Excerpts from a dataset =
·····

#[tokio::test]
async fn feed_contains_own_and_followed_messages_only() {
    let app = app();
    let (alice_token, _) = signup(&app, "alice", "a@x.com", "pw1sixchars").await;
    let (bob_token, bob_id) = signup(&app, "bob", "b@x.com", "pw2sixchars").await;
    let (carol_token, _) = signup(&app, "carol", "c@x.com", "pw3sixchars").await;

    let (status, _) = send(
        &app,
        "POST",
        &format!("/users/follow/{bob_id}"),
        Some(&alice_token),
        None,
    )
    .await;
    assert_eq!(status, StatusCode::OK);

    post_message(&app, &bob_token, "hello world").await;
    post_message(&app, &carol_token, "unrelated noise").await;

    let (status, home) = send(&app, "GET", "/", Some(&alice_token), None).await;
    assert_eq!(status, StatusCode::OK);

    let messages = home["messages"].as_array().unwrap();
    assert_eq!(messages.len(), 1);
    assert_eq!(messages[0]["text"], "hello world");
    assert_eq!(messages[0]["username"], "bob");
    assert_eq!(messages[0]["user_id"], bob_id);
}

#[tokio::test]
async fn anonymous_homepage_is_the_landing_payload() {
    let app = app();
    let (status, body) = send(&app, "GET", "/", None, None).await;
    assert_eq!(status, StatusCode::OK);
    assert_eq!(body["landing"], true);
}

#[tokio::test]
async fn message_text_length_is_bounded() {
    let app = app();
    let (token, _) = signup(&app, "alice", "a@x.com", "pw1sixchars").await;

    let (status, _) = send(
        &app,
        "POST",
        "/messages/new",
        Some(&token),
        Some(json!({ "text": "x".repeat(141) })),
    )
    .await;
    assert_eq!(status, StatusCode::BAD_REQUEST);

    let (status, _) = send(
        &app,
        "POST",
        "/messages/new",
        Some(&token),
        Some(json!({ "text": "" })),
    )
    .await;
    assert_eq!(status, StatusCode::BAD_REQUEST);

    let (status, body) = send(
        &app,
        "POST",
        "/messages/new",
        Some(&token),
        Some(json!({ "text": "x".repeat(140) })),
    )
    .await;
    assert_eq!(status, StatusCode::CREATED);
    assert_eq!(body["text"].as_str().unwrap().len(), 140);
}

#[tokio::test]
async fn toggle_like_is_its_own_inverse_and_self_like_is_forbidden() {
    let app = app();
    let (alice_token, alice_id) = signup(&app, "alice", "a@x.com", "pw1sixchars").await;
    let (bob_token, _) = signup(&app, "bob", "b@x.com", "pw2sixchars").await;
    let msg = post_message(&app, &bob_token, "like me").await;

    let (status, body) = send(
        &app,
        "POST",
        &format!("/users/add_like/{msg}"),
        Some(&alice_token),
        None,
    )
    .await;
    assert_eq!(status, StatusCode::OK);
    assert_eq!(body["liked"], true);

    let (_, liked) = send(
        &app,
        "GET",
        &format!("/users/{alice_id}/likes"),
        Some(&alice_token),
        None,
    )
    .await;
    assert_eq!(liked.as_array().unwrap().len(), 1);
    assert_eq!(liked[0]["text"], "like me");

    // Toggling again restores the original state.
    let (status, body) = send(
        &app,
        "POST",
        &format!("/users/add_like/{msg}"),
        Some(&alice_token),
        None,
    )
    .await;
    assert_eq!(status, StatusCode::OK);
    assert_eq!(body["liked"], false);

    let (_, liked) = send(
        &app,
        "GET",
        &format!("/users/{alice_id}/likes"),
        Some(&alice_token),
        None,
    )
    .await;
    assert!(liked.as_array().unwrap().is_empty());

    // Bob can never like his own warble, no matter how often he tries.
    for _ in 0..2 {
        let (status, body) = send(
            &app,
            "POST",
            &format!("/users/add_like/{msg}"),
            Some(&bob_token),
            None,
        )
        .await;
        assert_eq!(status, StatusCode::FORBIDDEN);
        assert_eq!(body["error"], "You cannot like your own warble.");
    }
}
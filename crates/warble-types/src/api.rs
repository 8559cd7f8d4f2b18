use serde::{Deserialize, Serialize};

use crate::models::{Message, User, UserStats};

// -- Auth --

#[derive(Debug, Deserialize)]
#[serde(deny_unknown_fields)]
pub struct SignupRequest {
    pub username: String,
    pub email: String,
    pub password: String,
    pub image_url: Option<String>,
}

#[derive(Debug, Deserialize)]
#[serde(deny_unknown_fields)]
pub struct LoginRequest {
    pub username: String,
    pub password: String,
}

/// Returned by both signup and login: the freshly started session token plus
/// the acting user.
#[derive(Debug, Serialize)]
pub struct SessionResponse {
    pub token: String,
    pub user: User,
}

// -- Users --

#[derive(Debug, Deserialize)]
#[serde(deny_unknown_fields)]
pub struct UpdateProfileRequest {
    pub username: String,
    pub email: String,
    pub image_url: Option<String>,
    pub header_image_url: Option<String>,
    pub bio: Option<String>,
    pub location: Option<String>,
    /// Current password; profile edits are refused without it.
    pub password: String,
}

#[derive(Debug, Serialize)]
pub struct UserPage {
    pub user: User,
    pub stats: UserStats,
    pub messages: Vec<Message>,
}

// -- Messages --

#[derive(Debug, Deserialize)]
#[serde(deny_unknown_fields)]
pub struct NewMessageRequest {
    pub text: String,
}

/// The authenticated home feed: own + followed users' messages, newest
/// first, plus the ids of messages the viewer has liked.
#[derive(Debug, Serialize)]
pub struct FeedPage {
    pub messages: Vec<Message>,
    pub likes: Vec<i64>,
}
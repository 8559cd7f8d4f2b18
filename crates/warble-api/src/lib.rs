pub mod auth;
pub mod credential;
pub mod error;
pub mod likes;
pub mod messages;
pub mod middleware;
pub mod users;

use std::sync::Arc;

use axum::{
    Router,
    middleware as axum_middleware,
    routing::{get, post},
};
use chrono::{DateTime, NaiveDateTime, Utc};
use tracing::warn;

use warble_db::Database;
use warble_db::models::{MessageRow, StatsRow, UserRow};
use warble_types::models::{Message, User, UserStats};

pub type AppState = Arc<AppStateInner>;

pub struct AppStateInner {
    pub db: Database,
}

/// Build the full route table. Privileged routes sit behind one
/// `require_auth` layer; identity is resolved once for every request by the
/// outer `resolve_identity` layer and handed to handlers as an extension.
pub fn router(state: AppState) -> Router {
    let public = Router::new()
        .route("/", get(messages::home))
        .route("/signup", post(auth::signup))
        .route("/login", post(auth::login))
        .route("/logout", get(auth::logout))
        .route("/users", get(users::list_users))
        .route("/users/{user_id}", get(users::show_user))
        .route("/messages/{message_id}", get(messages::show_message))
        .with_state(state.clone());

    let protected = Router::new()
        .route("/users/{user_id}/likes", get(likes::user_likes))
        .route("/users/{user_id}/following", get(users::show_following))
        .route("/users/{user_id}/followers", get(users::show_followers))
        .route("/users/follow/{user_id}", post(users::add_follow))
        .route("/users/stop-following/{user_id}", post(users::stop_following))
        .route("/users/profile", post(users::update_profile))
        .route("/users/delete", post(users::delete_user))
        .route("/messages/new", post(messages::new_message))
        .route("/messages/{message_id}/delete", post(messages::delete_message))
        .route("/users/add_like/{message_id}", post(likes::toggle_like))
        .layer(axum_middleware::from_fn(middleware::require_auth))
        .with_state(state.clone());

    Router::new()
        .merge(public)
        .merge(protected)
        .layer(axum_middleware::from_fn_with_state(
            state,
            middleware::resolve_identity,
        ))
}

pub(crate) fn user_view(row: UserRow) -> User {
    let created_at = parse_created_at(&row.created_at, "user", row.id);
    User {
        id: row.id,
        username: row.username,
        email: row.email,
        image_url: row.image_url,
        header_image_url: row.header_image_url,
        bio: row.bio,
        location: row.location,
        created_at,
    }
}

pub(crate) fn message_view(row: MessageRow) -> Message {
    let created_at = parse_created_at(&row.created_at, "message", row.id);
    Message {
        id: row.id,
        user_id: row.user_id,
        username: row.author_username,
        text: row.text,
        created_at,
    }
}

pub(crate) fn stats_view(row: StatsRow) -> UserStats {
    UserStats {
        messages: row.messages,
        following: row.following,
        followers: row.followers,
        likes: row.likes,
    }
}

fn parse_created_at(raw: &str, what: &str, id: i64) -> DateTime<Utc> {
    raw.parse::<DateTime<Utc>>()
        .or_else(|_| {
            // SQLite stores timestamps as "YYYY-MM-DD HH:MM:SS" without
            // timezone. Parse as naive UTC and convert.
            NaiveDateTime::parse_from_str(raw, "%Y-%m-%d %H:%M:%S").map(|ndt| ndt.and_utc())
        })
        .unwrap_or_else(|e| {
            warn!("Corrupt created_at '{}' on {} '{}': {}", raw, what, id, e);
            DateTime::default()
        })
}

·····

Give again, exactly as written, the lines running from the first line of the data above through the line that contains "let (bob_token, bob_id)".

#[tokio::test]
async fn feed_contains_own_and_followed_messages_only() {
    let app = app();
    let (alice_token, _) = signup(&app, "alice", "a@x.com", "pw1sixchars").await;
    let (bob_token, bob_id) = signup(&app, "bob", "b@x.com", "pw2sixchars").await;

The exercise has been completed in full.